### [Task input]
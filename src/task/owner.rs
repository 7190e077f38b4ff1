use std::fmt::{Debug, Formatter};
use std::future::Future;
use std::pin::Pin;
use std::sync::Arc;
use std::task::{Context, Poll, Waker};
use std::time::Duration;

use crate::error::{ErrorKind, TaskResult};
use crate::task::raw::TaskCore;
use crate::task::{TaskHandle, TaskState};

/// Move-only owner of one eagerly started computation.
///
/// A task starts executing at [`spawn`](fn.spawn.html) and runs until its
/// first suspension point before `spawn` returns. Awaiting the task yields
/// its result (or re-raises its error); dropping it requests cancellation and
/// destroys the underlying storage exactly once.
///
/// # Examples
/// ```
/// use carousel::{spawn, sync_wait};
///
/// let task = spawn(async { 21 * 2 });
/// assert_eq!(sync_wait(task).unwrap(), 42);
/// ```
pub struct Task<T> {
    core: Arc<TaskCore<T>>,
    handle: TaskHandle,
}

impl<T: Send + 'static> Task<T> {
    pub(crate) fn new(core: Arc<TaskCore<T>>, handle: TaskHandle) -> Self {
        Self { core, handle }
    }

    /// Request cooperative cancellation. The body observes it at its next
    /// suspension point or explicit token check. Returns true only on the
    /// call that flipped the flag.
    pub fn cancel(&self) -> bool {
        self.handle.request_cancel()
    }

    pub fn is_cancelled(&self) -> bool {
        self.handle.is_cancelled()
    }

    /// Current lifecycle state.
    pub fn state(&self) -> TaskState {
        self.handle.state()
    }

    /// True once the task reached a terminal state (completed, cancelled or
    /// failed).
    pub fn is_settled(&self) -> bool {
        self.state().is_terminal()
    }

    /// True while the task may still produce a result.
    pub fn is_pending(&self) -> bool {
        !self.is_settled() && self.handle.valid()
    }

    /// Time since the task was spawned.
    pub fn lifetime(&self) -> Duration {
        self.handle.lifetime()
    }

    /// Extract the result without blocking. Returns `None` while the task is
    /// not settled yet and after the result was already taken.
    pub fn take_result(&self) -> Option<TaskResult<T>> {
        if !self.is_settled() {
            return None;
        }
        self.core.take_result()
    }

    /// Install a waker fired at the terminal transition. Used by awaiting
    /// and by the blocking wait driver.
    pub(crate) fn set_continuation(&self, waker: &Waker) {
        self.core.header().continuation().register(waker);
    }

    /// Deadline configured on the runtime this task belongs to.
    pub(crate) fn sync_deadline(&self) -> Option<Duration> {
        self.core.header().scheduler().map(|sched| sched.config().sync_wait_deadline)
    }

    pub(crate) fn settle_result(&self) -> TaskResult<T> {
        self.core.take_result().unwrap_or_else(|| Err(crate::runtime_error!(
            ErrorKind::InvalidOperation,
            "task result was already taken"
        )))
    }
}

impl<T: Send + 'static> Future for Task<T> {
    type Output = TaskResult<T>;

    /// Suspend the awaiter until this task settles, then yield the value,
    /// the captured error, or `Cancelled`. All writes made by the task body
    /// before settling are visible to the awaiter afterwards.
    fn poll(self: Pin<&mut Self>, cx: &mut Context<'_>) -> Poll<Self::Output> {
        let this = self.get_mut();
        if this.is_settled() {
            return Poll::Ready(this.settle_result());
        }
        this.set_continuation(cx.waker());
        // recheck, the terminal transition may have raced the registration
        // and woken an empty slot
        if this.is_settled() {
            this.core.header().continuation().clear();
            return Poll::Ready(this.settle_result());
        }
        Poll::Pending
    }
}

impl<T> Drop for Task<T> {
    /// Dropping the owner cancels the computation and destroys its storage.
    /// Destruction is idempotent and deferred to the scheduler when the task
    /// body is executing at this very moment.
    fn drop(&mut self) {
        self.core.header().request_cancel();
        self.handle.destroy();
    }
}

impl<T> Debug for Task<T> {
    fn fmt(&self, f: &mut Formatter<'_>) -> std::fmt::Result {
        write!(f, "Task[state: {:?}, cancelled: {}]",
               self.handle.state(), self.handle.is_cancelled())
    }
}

### [The task]
Determine how many lines of the entries hold "Duration", and reply with that number only.

### [Answer to this task]
3